The expected answer is a bare count of the lines in the data below that contain "must".
Records for processing START
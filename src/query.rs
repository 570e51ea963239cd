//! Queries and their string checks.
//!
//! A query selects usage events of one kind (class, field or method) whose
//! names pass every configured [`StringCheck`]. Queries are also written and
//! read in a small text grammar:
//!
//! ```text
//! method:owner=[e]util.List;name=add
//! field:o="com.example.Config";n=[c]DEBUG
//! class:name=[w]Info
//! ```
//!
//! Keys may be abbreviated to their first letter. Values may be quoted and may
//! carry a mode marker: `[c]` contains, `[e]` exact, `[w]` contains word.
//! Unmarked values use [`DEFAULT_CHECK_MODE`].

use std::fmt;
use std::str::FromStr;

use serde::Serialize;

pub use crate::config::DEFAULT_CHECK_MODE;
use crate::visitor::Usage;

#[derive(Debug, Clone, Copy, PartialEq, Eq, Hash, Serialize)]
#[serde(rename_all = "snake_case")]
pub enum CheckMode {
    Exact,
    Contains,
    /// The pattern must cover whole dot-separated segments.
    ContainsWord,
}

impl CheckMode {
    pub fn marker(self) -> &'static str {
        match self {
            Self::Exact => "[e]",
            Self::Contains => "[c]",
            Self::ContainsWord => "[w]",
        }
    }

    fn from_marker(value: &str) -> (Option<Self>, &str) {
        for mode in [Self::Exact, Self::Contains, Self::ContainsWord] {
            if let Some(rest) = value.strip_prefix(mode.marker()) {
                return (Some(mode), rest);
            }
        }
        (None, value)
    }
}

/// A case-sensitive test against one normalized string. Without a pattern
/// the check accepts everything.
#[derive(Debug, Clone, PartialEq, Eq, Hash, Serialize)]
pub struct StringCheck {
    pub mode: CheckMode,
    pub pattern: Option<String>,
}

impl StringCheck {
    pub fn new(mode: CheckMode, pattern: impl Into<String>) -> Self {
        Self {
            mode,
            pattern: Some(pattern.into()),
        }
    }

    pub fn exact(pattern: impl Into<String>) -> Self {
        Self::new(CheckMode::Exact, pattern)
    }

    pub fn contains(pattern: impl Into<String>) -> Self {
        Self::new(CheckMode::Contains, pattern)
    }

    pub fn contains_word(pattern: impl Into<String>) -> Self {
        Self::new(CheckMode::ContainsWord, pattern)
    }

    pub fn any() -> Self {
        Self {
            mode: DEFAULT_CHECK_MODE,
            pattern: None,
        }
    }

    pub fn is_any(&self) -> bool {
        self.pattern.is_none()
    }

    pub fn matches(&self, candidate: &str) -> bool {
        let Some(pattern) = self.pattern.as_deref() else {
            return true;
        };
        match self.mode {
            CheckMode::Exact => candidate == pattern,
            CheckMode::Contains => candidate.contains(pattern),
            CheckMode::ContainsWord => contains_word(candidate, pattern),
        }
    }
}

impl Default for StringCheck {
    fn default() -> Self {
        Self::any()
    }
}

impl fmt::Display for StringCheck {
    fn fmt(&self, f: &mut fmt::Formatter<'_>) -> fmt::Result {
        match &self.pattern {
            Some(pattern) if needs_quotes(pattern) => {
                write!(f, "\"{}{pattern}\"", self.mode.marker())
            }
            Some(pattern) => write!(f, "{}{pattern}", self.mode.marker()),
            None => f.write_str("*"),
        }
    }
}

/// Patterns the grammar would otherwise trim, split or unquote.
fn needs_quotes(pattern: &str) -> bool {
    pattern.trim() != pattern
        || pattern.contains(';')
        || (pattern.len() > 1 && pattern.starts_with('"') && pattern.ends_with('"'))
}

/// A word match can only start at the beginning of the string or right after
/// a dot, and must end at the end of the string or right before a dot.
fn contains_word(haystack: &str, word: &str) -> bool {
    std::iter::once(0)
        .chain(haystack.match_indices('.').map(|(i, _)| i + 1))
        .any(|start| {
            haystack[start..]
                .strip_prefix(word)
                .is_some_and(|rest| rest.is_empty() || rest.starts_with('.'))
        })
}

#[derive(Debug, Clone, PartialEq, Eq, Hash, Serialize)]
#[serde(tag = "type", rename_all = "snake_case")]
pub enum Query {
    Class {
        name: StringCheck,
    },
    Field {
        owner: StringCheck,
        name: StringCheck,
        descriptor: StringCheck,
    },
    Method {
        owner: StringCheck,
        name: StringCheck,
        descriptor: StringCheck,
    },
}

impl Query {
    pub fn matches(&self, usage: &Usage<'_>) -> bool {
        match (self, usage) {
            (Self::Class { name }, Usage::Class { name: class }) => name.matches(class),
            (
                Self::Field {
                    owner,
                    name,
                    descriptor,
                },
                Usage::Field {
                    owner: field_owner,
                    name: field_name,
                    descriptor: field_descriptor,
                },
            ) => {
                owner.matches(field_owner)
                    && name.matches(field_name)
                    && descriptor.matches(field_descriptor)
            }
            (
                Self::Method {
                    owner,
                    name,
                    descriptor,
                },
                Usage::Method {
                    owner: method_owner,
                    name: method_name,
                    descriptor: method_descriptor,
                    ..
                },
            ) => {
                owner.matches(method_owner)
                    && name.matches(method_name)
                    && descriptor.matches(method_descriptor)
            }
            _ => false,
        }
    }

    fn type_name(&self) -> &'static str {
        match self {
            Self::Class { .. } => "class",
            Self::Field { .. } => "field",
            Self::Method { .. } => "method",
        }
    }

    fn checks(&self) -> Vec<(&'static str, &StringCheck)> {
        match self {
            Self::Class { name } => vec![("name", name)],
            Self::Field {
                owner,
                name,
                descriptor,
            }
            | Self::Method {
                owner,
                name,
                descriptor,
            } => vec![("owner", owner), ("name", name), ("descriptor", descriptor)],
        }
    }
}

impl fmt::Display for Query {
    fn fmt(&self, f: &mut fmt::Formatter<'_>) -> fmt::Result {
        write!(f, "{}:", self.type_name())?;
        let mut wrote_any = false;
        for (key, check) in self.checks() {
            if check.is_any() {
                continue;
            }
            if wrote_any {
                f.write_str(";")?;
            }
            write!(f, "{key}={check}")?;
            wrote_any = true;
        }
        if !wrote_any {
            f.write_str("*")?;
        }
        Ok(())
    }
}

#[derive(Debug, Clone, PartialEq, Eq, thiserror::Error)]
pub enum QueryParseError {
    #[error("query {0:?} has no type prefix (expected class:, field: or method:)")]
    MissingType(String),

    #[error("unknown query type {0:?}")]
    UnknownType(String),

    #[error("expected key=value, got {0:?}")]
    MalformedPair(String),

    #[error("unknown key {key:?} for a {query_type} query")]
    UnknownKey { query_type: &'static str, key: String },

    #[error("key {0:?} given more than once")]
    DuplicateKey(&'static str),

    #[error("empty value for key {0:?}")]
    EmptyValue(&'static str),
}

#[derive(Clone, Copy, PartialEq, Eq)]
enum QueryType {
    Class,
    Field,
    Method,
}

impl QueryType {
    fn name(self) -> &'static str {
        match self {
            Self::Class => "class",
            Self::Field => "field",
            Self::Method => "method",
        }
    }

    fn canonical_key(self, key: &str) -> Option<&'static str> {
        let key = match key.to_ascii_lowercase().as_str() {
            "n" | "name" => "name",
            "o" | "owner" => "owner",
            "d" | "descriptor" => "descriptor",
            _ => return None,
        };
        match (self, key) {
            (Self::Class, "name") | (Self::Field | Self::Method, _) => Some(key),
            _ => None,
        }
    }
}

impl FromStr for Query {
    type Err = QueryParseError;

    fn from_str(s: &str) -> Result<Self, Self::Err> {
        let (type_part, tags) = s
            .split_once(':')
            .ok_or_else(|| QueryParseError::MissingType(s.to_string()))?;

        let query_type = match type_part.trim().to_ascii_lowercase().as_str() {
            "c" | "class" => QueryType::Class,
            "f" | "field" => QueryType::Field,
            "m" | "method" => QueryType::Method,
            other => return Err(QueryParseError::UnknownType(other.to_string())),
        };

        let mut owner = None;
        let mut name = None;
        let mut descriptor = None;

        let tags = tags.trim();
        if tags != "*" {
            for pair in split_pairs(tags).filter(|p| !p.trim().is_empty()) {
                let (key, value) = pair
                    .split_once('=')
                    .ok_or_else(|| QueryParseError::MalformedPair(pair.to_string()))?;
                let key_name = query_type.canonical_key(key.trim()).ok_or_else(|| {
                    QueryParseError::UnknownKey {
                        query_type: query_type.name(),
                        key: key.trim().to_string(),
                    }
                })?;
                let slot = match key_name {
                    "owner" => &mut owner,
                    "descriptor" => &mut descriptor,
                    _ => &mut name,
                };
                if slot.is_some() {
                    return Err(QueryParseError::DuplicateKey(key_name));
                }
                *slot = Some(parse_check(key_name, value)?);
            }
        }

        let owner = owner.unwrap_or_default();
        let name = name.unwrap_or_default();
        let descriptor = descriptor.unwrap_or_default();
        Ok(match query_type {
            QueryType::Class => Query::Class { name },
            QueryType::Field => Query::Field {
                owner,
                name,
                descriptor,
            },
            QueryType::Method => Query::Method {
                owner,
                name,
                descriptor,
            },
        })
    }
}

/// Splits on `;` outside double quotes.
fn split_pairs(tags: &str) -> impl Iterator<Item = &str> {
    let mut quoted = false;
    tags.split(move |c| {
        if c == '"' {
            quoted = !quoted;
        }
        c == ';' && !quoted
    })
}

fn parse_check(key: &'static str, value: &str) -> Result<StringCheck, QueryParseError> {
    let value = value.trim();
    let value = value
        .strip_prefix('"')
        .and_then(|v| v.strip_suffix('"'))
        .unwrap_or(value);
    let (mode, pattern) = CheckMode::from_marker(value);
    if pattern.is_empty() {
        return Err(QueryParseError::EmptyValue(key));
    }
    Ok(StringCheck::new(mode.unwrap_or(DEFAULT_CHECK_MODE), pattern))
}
Records for processing END
**Answer to the exercise**: 2